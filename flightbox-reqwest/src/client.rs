//! Cached registry client.

use std::sync::Arc;

use bytes::Bytes;
use flightbox::{Config, RegistryCache};
use flightbox_core::{CacheKey, CancellationToken};
use serde::de::DeserializeOwned;

use crate::error::ClientError;
use crate::fetcher::ReqwestFetcher;

/// Registry client that fetches every URL at most once.
///
/// Cloning is cheap; clones share the cache and the HTTP client.
#[derive(Debug, Clone)]
pub struct RegistryClient {
    cache: RegistryCache,
    fetcher: Arc<ReqwestFetcher>,
}

impl RegistryClient {
    /// Creates a client with an empty cache and the registry status table.
    pub fn new(client: reqwest::Client) -> Self {
        Self::with_cache(RegistryCache::default(), ReqwestFetcher::new(client))
    }

    /// Creates a client over an existing cache, for example one seeded from
    /// a snapshot or shared with another client.
    pub fn with_cache(cache: RegistryCache, fetcher: ReqwestFetcher) -> Self {
        Self {
            cache,
            fetcher: Arc::new(fetcher),
        }
    }

    /// Builds the cache and the HTTP client from configuration.
    pub fn from_config(config: &Config) -> Result<Self, ClientError> {
        let fetcher = ReqwestFetcher::from_config(&config.fetch)?;
        let cache = config.into_cache()?;
        Ok(Self::with_cache(cache, fetcher))
    }

    /// The underlying cache.
    pub fn cache(&self) -> &RegistryCache {
        &self.cache
    }

    /// Returns the body of `url`.
    ///
    /// `cancel` aborts the request if this call is the one performing it;
    /// every caller waiting on that request then receives
    /// [`RegistryError::Cancelled`](flightbox_core::RegistryError::Cancelled).
    pub async fn get(&self, cancel: &CancellationToken, url: &str) -> Result<Bytes, ClientError> {
        let body = self
            .cache
            .get_from(CacheKey::new(url), Arc::clone(&self.fetcher), cancel.clone())
            .await?;
        Ok(body)
    }

    /// Returns the body of `url` decoded as JSON.
    ///
    /// A body that fails to decode is still cached; decoding it again will
    /// fail the same way.
    pub async fn get_json<T>(&self, cancel: &CancellationToken, url: &str) -> Result<T, ClientError>
    where
        T: DeserializeOwned,
    {
        let body = self.get(cancel, url).await?;
        Ok(serde_json::from_slice(&body)?)
    }
}
use std::sync::Arc;
use std::sync::atomic::{AtomicUsize, Ordering};
use std::time::Duration;

use async_trait::async_trait;
use bytes::Bytes;
use flightbox::{
    CacheKey, CancellationToken, FetchError, FetchResult, Fetcher, MemoCache, Outcome,
    RegistryError, Snapshot,
};
use futures::future::join_all;
use http::StatusCode;
use tokio::sync::{Barrier, Notify};

type Cache = MemoCache<CacheKey>;

fn key(s: &str) -> CacheKey {
    CacheKey::new(format!("https://pypi.org/pypi/{s}/json"))
}

/// Fetcher answering with a fixed status and counting its calls.
struct Fixed {
    status: StatusCode,
    body: &'static str,
    delay: Duration,
    calls: AtomicUsize,
}

impl Fixed {
    fn new(status: StatusCode, body: &'static str) -> Arc<Self> {
        Arc::new(Self {
            status,
            body,
            delay: Duration::ZERO,
            calls: AtomicUsize::new(0),
        })
    }

    fn slow(status: StatusCode, body: &'static str, delay: Duration) -> Arc<Self> {
        Arc::new(Self {
            status,
            body,
            delay,
            calls: AtomicUsize::new(0),
        })
    }

    fn calls(&self) -> usize {
        self.calls.load(Ordering::SeqCst)
    }
}

#[async_trait]
impl Fetcher<CacheKey> for Fixed {
    async fn fetch(&self, _key: &CacheKey, cancel: CancellationToken) -> FetchResult {
        self.calls.fetch_add(1, Ordering::SeqCst);
        tokio::select! {
            _ = cancel.cancelled() => Err(FetchError::Cancelled),
            _ = tokio::time::sleep(self.delay) => Ok(Outcome::new(self.status, self.body)),
        }
    }
}

/// Fetcher that fails at the transport level.
struct Unreachable {
    calls: AtomicUsize,
}

#[async_trait]
impl Fetcher<CacheKey> for Unreachable {
    async fn fetch(&self, _key: &CacheKey, _cancel: CancellationToken) -> FetchResult {
        self.calls.fetch_add(1, Ordering::SeqCst);
        Err(FetchError::transport(std::io::Error::other(
            "connection refused",
        )))
    }
}

#[tokio::test(flavor = "multi_thread", worker_threads = 4)]
async fn test_concurrent_callers_share_one_fetch() {
    let cache = Cache::default();
    let fetcher = Fixed::slow(StatusCode::OK, "requests", Duration::from_millis(200));
    let barrier = Arc::new(Barrier::new(16));

    let tasks = (0..16).map(|_| {
        let cache = cache.clone();
        let fetcher = Arc::clone(&fetcher);
        let barrier = Arc::clone(&barrier);
        tokio::spawn(async move {
            barrier.wait().await;
            cache
                .get_from(key("requests"), fetcher, CancellationToken::new())
                .await
        })
    });

    for result in join_all(tasks).await {
        assert_eq!(result.unwrap().unwrap(), Bytes::from_static(b"requests"));
    }
    assert_eq!(fetcher.calls(), 1);
    assert_eq!(cache.len(), 1);
    assert_eq!(cache.in_flight(), 0);
}

#[tokio::test]
async fn test_collapsed_callers_in_one_task() {
    let cache = Cache::default();
    let fetcher = Fixed::slow(StatusCode::NOT_FOUND, "", Duration::from_millis(20));

    let lookups = (0..8).map(|_| {
        cache.get_from(
            key("missing"),
            Arc::clone(&fetcher),
            CancellationToken::new(),
        )
    });

    for result in join_all(lookups).await {
        let error = result.unwrap_err();
        assert!(matches!(error, RegistryError::NegativeStatus(s) if s == StatusCode::NOT_FOUND));
    }
    assert_eq!(fetcher.calls(), 1);
}

#[tokio::test]
async fn test_success_is_cached() {
    let cache = Cache::default();
    let fetcher = Fixed::new(StatusCode::OK, "{\"info\":{}}");

    for _ in 0..3 {
        let body = cache
            .get_from(key("requests"), Arc::clone(&fetcher), CancellationToken::new())
            .await
            .unwrap();
        assert_eq!(body, "{\"info\":{}}");
    }
    assert_eq!(fetcher.calls(), 1);
}

#[tokio::test]
async fn test_negative_answers_are_cached() {
    let cache = Cache::default();

    for status in [StatusCode::NOT_FOUND, StatusCode::UNAUTHORIZED] {
        let fetcher = Fixed::new(status, "");
        let k = key(status.as_str());

        let first = cache
            .get_from(k.clone(), Arc::clone(&fetcher), CancellationToken::new())
            .await
            .unwrap_err();
        let second = cache
            .get_from(k, Arc::clone(&fetcher), CancellationToken::new())
            .await
            .unwrap_err();

        assert_eq!(first.status(), Some(status));
        assert_eq!(first.to_string(), second.to_string());
        assert_eq!(
            first.to_string(),
            format!("registry query status: {status}")
        );
        assert_eq!(fetcher.calls(), 1);
    }
}

#[tokio::test]
async fn test_unexpected_status_is_fetched_again() {
    let cache = Cache::default();
    let fetcher = Fixed::new(StatusCode::INTERNAL_SERVER_ERROR, "oops");

    for expected_calls in 1..=3 {
        let error = cache
            .get_from(key("flaky"), Arc::clone(&fetcher), CancellationToken::new())
            .await
            .unwrap_err();
        assert!(
            matches!(error, RegistryError::UnexpectedStatus(s) if s == StatusCode::INTERNAL_SERVER_ERROR)
        );
        assert_eq!(fetcher.calls(), expected_calls);
    }
    assert!(cache.is_empty());
}

#[tokio::test]
async fn test_transport_error_is_fetched_again() {
    let cache = Cache::default();
    let fetcher = Arc::new(Unreachable {
        calls: AtomicUsize::new(0),
    });

    for _ in 0..2 {
        let error = cache
            .get_from(key("down"), Arc::clone(&fetcher), CancellationToken::new())
            .await
            .unwrap_err();
        assert!(matches!(error, RegistryError::Transport(_)));
        assert!(error.to_string().starts_with("registry query failed"));
    }
    assert_eq!(fetcher.calls.load(Ordering::SeqCst), 2);

    // Recovers once the registry answers.
    let body = cache
        .get_from(key("down"), Fixed::new(StatusCode::OK, "up"), CancellationToken::new())
        .await
        .unwrap();
    assert_eq!(body, "up");
}

#[tokio::test]
async fn test_cancellation_reaches_every_waiter() {
    let cache = Cache::default();
    let cancel = CancellationToken::new();
    let fetcher = Fixed::slow(StatusCode::OK, "late", Duration::from_secs(3600));

    let mut leader = Box::pin(cache.get_from(key("slow"), Arc::clone(&fetcher), cancel.clone()));
    assert!(futures::poll!(leader.as_mut()).is_pending());

    let mut waiters: Vec<_> = (0..4)
        .map(|_| {
            Box::pin(cache.get_from(
                key("slow"),
                Arc::clone(&fetcher),
                CancellationToken::new(),
            ))
        })
        .collect();
    for waiter in &mut waiters {
        assert!(futures::poll!(waiter.as_mut()).is_pending());
    }
    assert_eq!(cache.in_flight(), 1);

    cancel.cancel();

    assert!(leader.await.unwrap_err().is_cancelled());
    for result in join_all(waiters).await {
        let error = result.unwrap_err();
        assert!(error.is_cancelled());
        assert_eq!(error.to_string(), "registry query cancelled");
    }
    assert_eq!(fetcher.calls(), 1);
    assert_eq!(cache.in_flight(), 0);
    assert!(!cache.contains(&key("slow")));
}

#[tokio::test(flavor = "multi_thread", worker_threads = 2)]
async fn test_distinct_keys_do_not_block_each_other() {
    let cache = Cache::default();
    let release = Arc::new(Notify::new());

    let blocked = {
        let cache = cache.clone();
        let release = Arc::clone(&release);
        tokio::spawn(async move {
            cache
                .get(key("blocked"), move || async move {
                    release.notified().await;
                    Ok::<_, FetchError>(Outcome::new(StatusCode::OK, "blocked"))
                })
                .await
        })
    };

    let body = tokio::time::timeout(
        Duration::from_secs(5),
        cache.get_from(key("free"), Fixed::new(StatusCode::OK, "free"), CancellationToken::new()),
    )
    .await
    .expect("unrelated key must not wait")
    .unwrap();
    assert_eq!(body, "free");

    release.notify_one();
    assert_eq!(blocked.await.unwrap().unwrap(), "blocked");
    assert_eq!(cache.len(), 2);
}

async fn explode() -> FetchResult {
    panic!("fetch panicked")
}

#[tokio::test]
async fn test_panicking_fetch_does_not_wedge_key() {
    let cache = Cache::default();

    let crashed = {
        let cache = cache.clone();
        tokio::spawn(async move {
            cache
                .get(key("boom"), explode)
                .await
        })
    };
    assert!(crashed.await.unwrap_err().is_panic());
    assert_eq!(cache.in_flight(), 0);

    let body = cache
        .get_from(key("boom"), Fixed::new(StatusCode::OK, "fine"), CancellationToken::new())
        .await
        .unwrap();
    assert_eq!(body, "fine");
}

#[tokio::test]
async fn test_snapshot_seeds_cache() {
    let timestamp = "2026-02-01T08:30:00Z".parse().unwrap();
    let snapshot = Snapshot::new(timestamp)
        .entry(key("requests"), 200, "snapshot body")
        .entry(key("missing"), 404, "")
        .entry(key("broken"), 503, "unavailable");

    let cache = Cache::with_snapshot(Default::default(), snapshot);
    assert_eq!(cache.preloaded_at(), Some(timestamp));
    assert_eq!(cache.len(), 2);

    let fetcher = Fixed::new(StatusCode::OK, "fresh");
    let body = cache
        .get_from(key("requests"), Arc::clone(&fetcher), CancellationToken::new())
        .await
        .unwrap();
    assert_eq!(body, "snapshot body");

    let error = cache
        .get_from(key("missing"), Arc::clone(&fetcher), CancellationToken::new())
        .await
        .unwrap_err();
    assert_eq!(error.status(), Some(StatusCode::NOT_FOUND));
    assert_eq!(fetcher.calls(), 0);

    // The 503 record was not loaded, so this one is fetched.
    let body = cache
        .get_from(key("broken"), Arc::clone(&fetcher), CancellationToken::new())
        .await
        .unwrap();
    assert_eq!(body, "fresh");
    assert_eq!(fetcher.calls(), 1);
}

#[tokio::test]
async fn test_abandoned_fetch_is_resumed_by_next_caller() {
    let cache = Cache::default();
    let fetcher = Fixed::slow(StatusCode::OK, "resumed", Duration::from_millis(20));

    let mut first = Box::pin(cache.get_from(
        key("abandoned"),
        Arc::clone(&fetcher),
        CancellationToken::new(),
    ));
    assert!(futures::poll!(first.as_mut()).is_pending());
    drop(first);
    assert_eq!(cache.in_flight(), 1);

    let body = cache
        .get_from(key("abandoned"), Arc::clone(&fetcher), CancellationToken::new())
        .await
        .unwrap();
    assert_eq!(body, "resumed");
    assert_eq!(fetcher.calls(), 1);
}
.....
** PROBLEM REQUIREMENTS **
Only one stretch of the records above is wanted: the lines between the one holding "for _ in 0..2" and the one holding "cancel.cancel();", inclusive, reproduced exactly.

** YOUR SOLUTION **
    for _ in 0..2 {
        let error = cache
            .get_from(key("down"), Arc::clone(&fetcher), CancellationToken::new())
            .await
            .unwrap_err();
        assert!(matches!(error, RegistryError::Transport(_)));
        assert!(error.to_string().starts_with("registry query failed"));
    }
    assert_eq!(fetcher.calls.load(Ordering::SeqCst), 2);

    // Recovers once the registry answers.
    let body = cache
        .get_from(key("down"), Fixed::new(StatusCode::OK, "up"), CancellationToken::new())
        .await
        .unwrap();
    assert_eq!(body, "up");
}

#[tokio::test]
async fn test_cancellation_reaches_every_waiter() {
    let cache = Cache::default();
    let cancel = CancellationToken::new();
    let fetcher = Fixed::slow(StatusCode::OK, "late", Duration::from_secs(3600));

    let mut leader = Box::pin(cache.get_from(key("slow"), Arc::clone(&fetcher), cancel.clone()));
    assert!(futures::poll!(leader.as_mut()).is_pending());

    let mut waiters: Vec<_> = (0..4)
        .map(|_| {
            Box::pin(cache.get_from(
                key("slow"),
                Arc::clone(&fetcher),
                CancellationToken::new(),
            ))
        })
        .collect();
    for waiter in &mut waiters {
        assert!(futures::poll!(waiter.as_mut()).is_pending());
    }
    assert_eq!(cache.in_flight(), 1);

    cancel.cancel();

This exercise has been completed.